Smiling, I rubbed Jake's knee, leaning in so he could enjoy my $900 a bottle perfume. "Jake, I know you're used to dealing with slave girl bimbos, but trust me, I've thought this through. You're correct, that alone won't satisfy them. What my perverted friend-emies really want is to fuck me. So that's what you're going to give them. Have you ever heard of Legendary Slavers?"

"Yeah, I think so. They do all sorts of kinky shit for rich people. Not really in my league, as you say." His voice betrayed his hurt, but it was important for him to know his place.

"Indeed. One of the services they provide is customized slave girls. Let's say you want to fuck Taylor Swift, or cane Emma Watson, of get your cousin Sandra to dress up like slave girl Leia. Legendary Slavers will scour the earth to find a lookalike, and then enslave her, either by getting the girl to submit to an indenture or figuring out some trick to get her into a real collar. They'll get plastic surgery as needed, and voce modulation devices. The girls will be trained as Pleasure Sluts, and trained on how to act like the celebrity, too. Then they'll get sent to the billionaire pervert for a 3-month indenture."

"Why only 3 months?" Jake said.

"A lot of times these girls are indentures, who want to go back to their regular lives -- or actually, their regular lives minus the need to ever worry about money again. Or they figure they can make more money reselling Taylor or Brittany to the next billionaire. Billionaires bore quickly. Believe me, I know."

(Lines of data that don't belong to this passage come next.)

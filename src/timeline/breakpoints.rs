//! Breakpoint jumps and line sets
//!
//! Breakpoints and folded lines are independent sets of 1-based line
//! numbers. Toggling either never moves the current frame; callers simply
//! recompute the jump targets afterwards.

use super::navigation::visible;
use crate::runtime::Frame;
use std::collections::BTreeSet;

/// Add `line` if absent, remove it otherwise. Returns whether the line is now
/// in the set.
pub fn toggle_line(lines: &mut BTreeSet<usize>, line: usize) -> bool {
    if lines.remove(&line) {
        false
    } else {
        lines.insert(line);
        true
    }
}

/// The next visible frame after `current` whose line carries a breakpoint.
pub fn find_next_breakpoint_frame(
    frames: &[Frame],
    current: Option<&Frame>,
    breakpoints: &BTreeSet<usize>,
    folded: &BTreeSet<usize>,
) -> Option<usize> {
    let current = current?;
    if breakpoints.is_empty() {
        return None;
    }
    frames.iter().position(|frame| {
        frame.time() > current.time()
            && breakpoints.contains(&frame.line())
            && visible(frame, folded)
    })
}

/// The previous visible frame before `current` whose line carries a
/// breakpoint.
pub fn find_prev_breakpoint_frame(
    frames: &[Frame],
    current: Option<&Frame>,
    breakpoints: &BTreeSet<usize>,
    folded: &BTreeSet<usize>,
) -> Option<usize> {
    let current = current?;
    if breakpoints.is_empty() {
        return None;
    }
    frames.iter().rposition(|frame| {
        frame.time() < current.time()
            && breakpoints.contains(&frame.line())
            && visible(frame, folded)
    })
}

#[cfg(test)]
mod tests {
    use super::*;
    use crate::timeline::tests::seven_lines;
    use maplit::btreeset;

    #[test]
    fn test_toggle_line() {
        let mut lines = btreeset! {2};
        assert!(!toggle_line(&mut lines, 2));
        assert!(toggle_line(&mut lines, 5));
        assert_eq!(lines, btreeset! {5});
    }

    #[test]
    fn test_breakpoints_with_folded_line() {
        let trace = seven_lines();
        let breakpoints = btreeset! {2, 4, 6};
        let folded = btreeset! {2};

        assert_eq!(
            find_next_breakpoint_frame(&trace, Some(&trace[0]), &breakpoints, &folded),
            Some(3)
        );
        assert_eq!(
            find_next_breakpoint_frame(&trace, Some(&trace[3]), &breakpoints, &folded),
            Some(5)
        );
        assert_eq!(
            find_prev_breakpoint_frame(&trace, Some(&trace[5]), &breakpoints, &folded),
            Some(3)
        );
        // line 2 is folded, so nothing before line 4
        assert_eq!(
            find_prev_breakpoint_frame(&trace, Some(&trace[3]), &breakpoints, &folded),
            None
        );
    }

    #[test]
    fn test_breakpoint_search_needs_current_and_breakpoints() {
        let trace = seven_lines();
        let none = BTreeSet::new();
        assert_eq!(find_next_breakpoint_frame(&trace, None, &btreeset! {2}, &none), None);
        assert_eq!(find_next_breakpoint_frame(&trace, Some(&trace[0]), &none, &none), None);
    }
}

"So, you're going to send these billionaires a bunch of copies of celebrities?" Jake asked.

Leaning back, I slipped off my sandal and ran my foot up Jake's leg, causing his erection to bounce in his pants. "No, silly. I'm going to send them copies of me. I knew these dirty old geezers weren't going to go down without a fight, so as soon as I got back to Chicago, I contacted Legends. In a couple of hours, The Big D is going to receive a large shipment of... me!" I said, laughing. "But first, I'm going to buy a half dozen head--or should I say tail?-- of the hottest slave pussy in Dallas."

"Sounds like you got everything all figured out," he said.

"Of course, I do, you silly boy," I said, taking my foot off his thigh and slipping it back into the sandal. "You expected any less?"

"You said something about an investment?" Jake said.

Reaching into my bag I pulled out a large portfolio. "As you may know, there's a burgeoning futures market in slave girls. I plan on becoming a major player in that market, on the finance end, and you're going to help me do it."

"The Union Stock Yards?" Jake said, looking at the portfolio title. "I don't get it."

"Carl Sandburg called Chicago "The Hog Butcher to the World," and the Union Stockyards was the largest livestock facility in the world. The neighborhood it used to be in is called Back of The Yards, and it's fallen on hard times. I'm making arrangements to condemn the land to transform it back into a livestock facility for handling all the girls we're going to be trading on the Chicago Board of Trade. I want to run it like a real livestock yard, only with slaves instead of cows."

"Sort of like The Big D," Jake said, putting it together.

"Exactly, like The Big D, only much larger, and much better capitalized. What do you say, Jake? Ready to move up to the big time?"

Jake was more than ready, and when he saw the size and scope of my proposal, I thought he was going to stain the front of his pants. "Are these numbers in the back real?"

"Absolutely. You're in the operations end, and that's important, but you make the money on Wall Street by moving money, not goods. Chicago is still the country's rail hub, and once we start hedging slave girls by hedging them and moving them around like rail cars of wheat we can start making some real money. I'm already in touch with Natalie Mortellaro at Southwest Shipping and I'm talking to her about rail, truck, and air shipping logistics. She's a smart girl, and she's all in."

"I don't understand much about futures and options, and all that finance stuff," Jake said, scratching his head.

"That's why I'm here," I said, smiling. "Jake, this is going to be the beginning of a beautiful friendship."

It was quite amusing, actually, seeing the man who had been ogling my body now groveling at my feet at the promise of untold riches. I smiled, relishing the power only money can buy.